Proposing the application of a deep learning model to detect the malicious IP address of botnet in the computer network

Abstract

Abstract— Malware in general and botnets in particular are big threats to cybersecurity. They have many sophisticated methods to bypass security systems to infect computers and perform attacks, sabotage, or spying activities. Botnet detection solutions are always focused on and solved by scientists and cybersecurity specialists. The DGA botnet is a group of common botnet families that share the same mechanism of needing to connect back to the C&C server via DNS to receive commands to operate.
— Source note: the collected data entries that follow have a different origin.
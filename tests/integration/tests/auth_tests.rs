//! Identity Integration Tests
//!
//! Landing gate, sign-in, sign-up, profile and the scripted session, against
//! the in-memory identity provider.
//!
//! Run with: cargo test -p integration-tests --test auth_tests

use findr_app::{create_app_state, run_session};
use findr_core::{IdentityProvider, ImagePickerOptions};
use findr_service::{
    Alert, Avatar, FeedScreen, GateUpdate, HomeTab, IdentityGate, Navigation, ProfileScreen,
    ProfileSection, ProfileUpdate, Route, SignInScreen, SignUpScreen, DEFAULT_AVATAR,
};
use integration_tests::{test_config, Credentials, TestApp};

// ============================================================================
// Landing gate
// ============================================================================

#[tokio::test]
async fn test_gate_without_session_shows_landing() {
    let app = TestApp::start().expect("Failed to start app");
    let mut gate = IdentityGate::mount(app.ctx());
    assert!(gate.is_checking());

    assert_eq!(gate.next_update().await, Some(GateUpdate::ShowLanding));
    assert!(!gate.is_checking());
    assert_eq!(app.shell.current_route(), Route::Landing);

    gate.get_started();
    assert_eq!(app.shell.current_route(), Route::SignIn);
}

#[tokio::test]
async fn test_gate_with_session_opens_profile() {
    let app = TestApp::start().expect("Failed to start app");
    let credentials = Credentials::unique();
    app.identity
        .create_account(&credentials.email, &credentials.password)
        .await
        .expect("account creation failed");

    let mut gate = IdentityGate::mount(app.ctx());
    assert_eq!(gate.next_update().await, Some(GateUpdate::RedirectedToProfile));
    assert_eq!(app.shell.current_route(), Route::Profile);
}

#[tokio::test]
async fn test_gate_follows_later_sign_in() {
    let app = TestApp::start().expect("Failed to start app");
    let credentials = Credentials::unique();
    app.register(&credentials).await.expect("register failed");

    let mut gate = IdentityGate::mount(app.ctx());
    assert_eq!(gate.drain(), vec![GateUpdate::ShowLanding]);

    app.identity
        .sign_in(&credentials.email, &credentials.password)
        .await
        .expect("sign in failed");
    assert_eq!(gate.drain(), vec![GateUpdate::RedirectedToProfile]);
}

#[tokio::test]
async fn test_gate_unmount_stops_listening() {
    let app = TestApp::start().expect("Failed to start app");
    let watchers = app.identity.watcher_count();
    {
        let gate = IdentityGate::mount(app.ctx());
        assert!(gate.is_listening());
        assert_eq!(app.identity.watcher_count(), watchers + 1);
    }
    assert_eq!(app.identity.watcher_count(), watchers);
}

// ============================================================================
// Sign-in
// ============================================================================

#[tokio::test]
async fn test_sign_in_success_replaces_route() {
    let app = TestApp::start().expect("Failed to start app");
    let credentials = Credentials::unique();
    app.register(&credentials).await.expect("register failed");

    let mut screen = SignInScreen::mount(app.ctx());
    screen.set_email(credentials.email.as_str());
    screen.set_password(credentials.password.as_str());
    let user = screen.submit().await.expect("sign in failed");

    assert_eq!(user.email, credentials.email);
    assert!(!screen.is_submitting());
    assert_eq!(app.shell.current_route(), Route::Profile);
    assert!(app.shell.alerts().is_empty());
}

#[tokio::test]
async fn test_sign_in_wrong_password_alerts() {
    let app = TestApp::start().expect("Failed to start app");
    let credentials = Credentials::unique();
    app.register(&credentials).await.expect("register failed");

    let mut screen = SignInScreen::mount(app.ctx());
    screen.set_email(credentials.email.as_str());
    screen.set_password("not-the-password");
    assert!(screen.submit().await.is_err());

    assert_eq!(
        app.shell.last_alert(),
        Some(Alert::new(
            "Login Error",
            "The email or password is incorrect. (auth/invalid-credential)"
        ))
    );
    assert_eq!(app.shell.current_route(), Route::Landing);
    assert!(app.identity.current_user().is_none());
}

#[tokio::test]
async fn test_sign_in_screen_links_to_sign_up() {
    let app = TestApp::start().expect("Failed to start app");
    SignInScreen::mount(app.ctx()).go_to_sign_up();
    assert_eq!(app.shell.current_route(), Route::SignUp);
}

// ============================================================================
// Sign-up
// ============================================================================

#[tokio::test]
async fn test_sign_up_mismatch_never_reaches_provider() {
    let app = TestApp::start().expect("Failed to start app");
    let credentials = Credentials::unique();

    let mut screen = SignUpScreen::mount(app.ctx());
    screen.set_email(credentials.email.as_str());
    screen.set_password(credentials.password.as_str());
    screen.set_confirm_password("something else");
    assert!(screen.submit().await.is_err());

    assert_eq!(app.identity_calls.calls(), 0);
    assert_eq!(app.identity.account_count(), 0);
    assert_eq!(
        app.shell.last_alert(),
        Some(Alert::new("Password Error", "Passwords do not match."))
    );
}

#[tokio::test]
async fn test_sign_up_creates_account_and_signs_in() {
    let app = TestApp::start().expect("Failed to start app");
    let credentials = Credentials::unique();

    let mut screen = SignUpScreen::mount(app.ctx());
    screen.set_email(credentials.email.as_str());
    screen.set_password(credentials.password.as_str());
    screen.set_confirm_password(credentials.password.as_str());
    let user = screen.submit().await.expect("sign up failed");

    assert_eq!(app.identity_calls.calls(), 1);
    assert_eq!(app.identity.account_count(), 1);
    assert_eq!(app.identity.current_user(), Some(user));
    assert_eq!(app.shell.current_route(), Route::Profile);
}

#[tokio::test]
async fn test_sign_up_rejections_alert_provider_message() {
    let app = TestApp::start().expect("Failed to start app");
    let credentials = Credentials::unique();
    app.register(&credentials).await.expect("register failed");

    let mut screen = SignUpScreen::mount(app.ctx());
    screen.set_email(credentials.email.as_str());
    screen.set_password(credentials.password.as_str());
    screen.set_confirm_password(credentials.password.as_str());
    assert!(screen.submit().await.is_err());
    let alert = app.shell.last_alert().expect("no alert");
    assert_eq!(alert.title, "Signup Error");
    assert!(alert.message.contains("auth/email-already-in-use"));

    let mut screen = SignUpScreen::mount(app.ctx());
    screen.set_email(Credentials::unique().email);
    screen.set_password("123");
    screen.set_confirm_password("123");
    assert!(screen.submit().await.is_err());
    let alert = app.shell.last_alert().expect("no alert");
    assert_eq!(alert.title, "Signup Error");
    assert_eq!(
        alert.message,
        "Password should be at least 6 characters. (auth/weak-password)"
    );
}

// ============================================================================
// Profile
// ============================================================================

#[tokio::test]
async fn test_profile_without_session_redirects() {
    let app = TestApp::start().expect("Failed to start app");
    let mut profile = ProfileScreen::mount(app.ctx());

    assert_eq!(
        profile.next_update().await,
        Some(ProfileUpdate::RedirectedToSignIn)
    );
    assert!(profile.is_auth_ready());
    assert_eq!(app.shell.current_route(), Route::SignIn);
}

#[tokio::test]
async fn test_profile_rename_and_avatar() {
    let app = TestApp::start().expect("Failed to start app");
    let credentials = Credentials::unique();
    app.identity
        .create_account(&credentials.email, &credentials.password)
        .await
        .expect("account creation failed");

    let mut profile = ProfileScreen::mount(app.ctx());
    assert!(matches!(
        profile.next_update().await,
        Some(ProfileUpdate::User(_))
    ));
    assert!(matches!(profile.avatar(), Avatar::Default));
    assert_eq!(DEFAULT_AVATAR, "assets/images/user.png");
    assert_eq!(profile.header_name(), "Your Name");

    profile.start_editing();
    profile.set_name_draft("   ");
    assert!(profile.save_name().await.is_err());
    assert_eq!(
        app.shell.last_alert(),
        Some(Alert::new("Invalid", "Name cannot be empty."))
    );

    profile.set_name_draft("  Traveler  ");
    profile.save_name().await.expect("rename failed");
    assert!(!profile.is_editing());
    assert_eq!(profile.header_name(), "Traveler");
    assert_eq!(
        app.identity.current_user().and_then(|u| u.display_name),
        Some("Traveler".to_string())
    );
    assert_eq!(
        app.shell.last_alert(),
        Some(Alert::new("Success", "Username updated."))
    );

    app.media.queue_pick("file:///gallery/me.jpg");
    let picked = profile.pick_avatar().await.expect("pick failed");
    assert_eq!(picked.as_deref(), Some("file:///gallery/me.jpg"));
    assert_eq!(profile.avatar().uri(), "file:///gallery/me.jpg");
    assert_eq!(app.media.last_options(), Some(ImagePickerOptions::avatar()));

    profile.open_section(ProfileSection::MyProfile);
    let (title, lines) = profile.section_content(ProfileSection::MyProfile);
    assert_eq!(title, "My Profile");
    assert_eq!(lines[0], "Name: Traveler");
    assert_eq!(lines[1], format!("Email: {}", credentials.email));
}

#[tokio::test]
async fn test_home_tabs_switch_between_feed_and_profile() {
    let app = TestApp::start().expect("Failed to start app");
    let credentials = Credentials::unique();
    app.identity
        .create_account(&credentials.email, &credentials.password)
        .await
        .expect("account creation failed");

    let mut profile = ProfileScreen::mount(app.ctx());
    profile.drain();
    assert!(profile.select_tab(HomeTab::Home));
    assert_eq!(app.shell.current_route(), Route::Feed);

    let feed = FeedScreen::mount(app.ctx());
    assert!(!feed.select_tab(HomeTab::Home));
    assert!(feed.select_tab(HomeTab::Profile));
    assert_eq!(app.shell.current_route(), Route::Profile);
    assert_eq!(
        app.shell.navigations(),
        vec![
            Navigation::Replace(Route::Feed),
            Navigation::Replace(Route::Profile)
        ]
    );
    assert_eq!(HomeTab::ALL.map(HomeTab::route), [Route::Feed, Route::Profile]);
}

#[tokio::test]
async fn test_avatar_permission_refused() {
    let app = TestApp::start().expect("Failed to start app");
    let mut profile = ProfileScreen::mount(app.ctx());
    app.media.set_granted(false);

    assert!(profile.pick_avatar().await.is_err());
    assert_eq!(app.media.picker_launches(), 0);
    assert_eq!(
        app.shell.last_alert(),
        Some(Alert::new(
            "Permission required",
            "Permission to access gallery is required!"
        ))
    );
}

#[tokio::test]
async fn test_profile_sign_out_returns_to_sign_in() {
    let app = TestApp::start().expect("Failed to start app");
    let credentials = Credentials::unique();
    app.identity
        .create_account(&credentials.email, &credentials.password)
        .await
        .expect("account creation failed");

    let mut profile = ProfileScreen::mount(app.ctx());
    profile.drain();

    profile.sign_out().await;
    assert!(app.identity.current_user().is_none());
    assert_eq!(app.shell.current_route(), Route::SignIn);
    assert_eq!(profile.drain(), vec![ProfileUpdate::RedirectedToSignIn]);
}

#[tokio::test]
async fn test_sign_out_redirects_even_when_provider_fails() {
    let app = TestApp::start().expect("Failed to start app");
    let credentials = Credentials::unique();
    app.identity
        .create_account(&credentials.email, &credentials.password)
        .await
        .expect("account creation failed");
    app.identity.set_available(false);

    let mut profile = ProfileScreen::mount(app.ctx());
    profile.sign_out().await;

    assert_eq!(app.shell.current_route(), Route::SignIn);
    assert!(app.identity.current_user().is_some());
}

// ============================================================================
// Scripted session
// ============================================================================

#[tokio::test]
async fn test_scripted_session_end_to_end() {
    integration_tests::init_test_tracing();
    let state = create_app_state(test_config()).expect("Failed to build app state");

    let report = run_session(&state).await.expect("session failed");

    assert_eq!(report.display_name.as_deref(), Some("Traveler"));
    assert_eq!(report.likes, 1);
    assert_eq!(report.comments_count, 1);
    assert_eq!(report.comments, vec!["Beautiful!".to_string()]);
    assert_eq!(report.posts_after_delete, 0);
    assert_eq!(report.final_route, Route::SignIn);
    let titles: Vec<_> = report.alerts.iter().map(|a| a.title.as_str()).collect();
    assert_eq!(titles, vec!["Password Error", "Success"]);
}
Many studies that propose algorithms for detecting and classifying DGA botnets have been proposed and tested with high results. In this study, we approach by using the above solutions to detect malicious IP addresses and botnet malware families. First, we evaluate the efficiency of two deep learning models LA_Bin07 and LA_Mul07 on a new specialized dataset, UTL_DGA22. Next, we extended the experiment with the ISCX-Bot-2014 dataset. The results show that LA_Bin07 and LA_Mul07 models both get high accuracy on the new dataset, with 0.98 and 0.86 correspondingly. Experimenting on the reality dataset also gives positive results, helping network administrators to localize malicious IP addresses for deeper investigation. The proposed solution is effective enough to be applied as a module in cybersecurity solutions such as firewalls, intrusion detection, and prevention systems or unified thread management - UTM.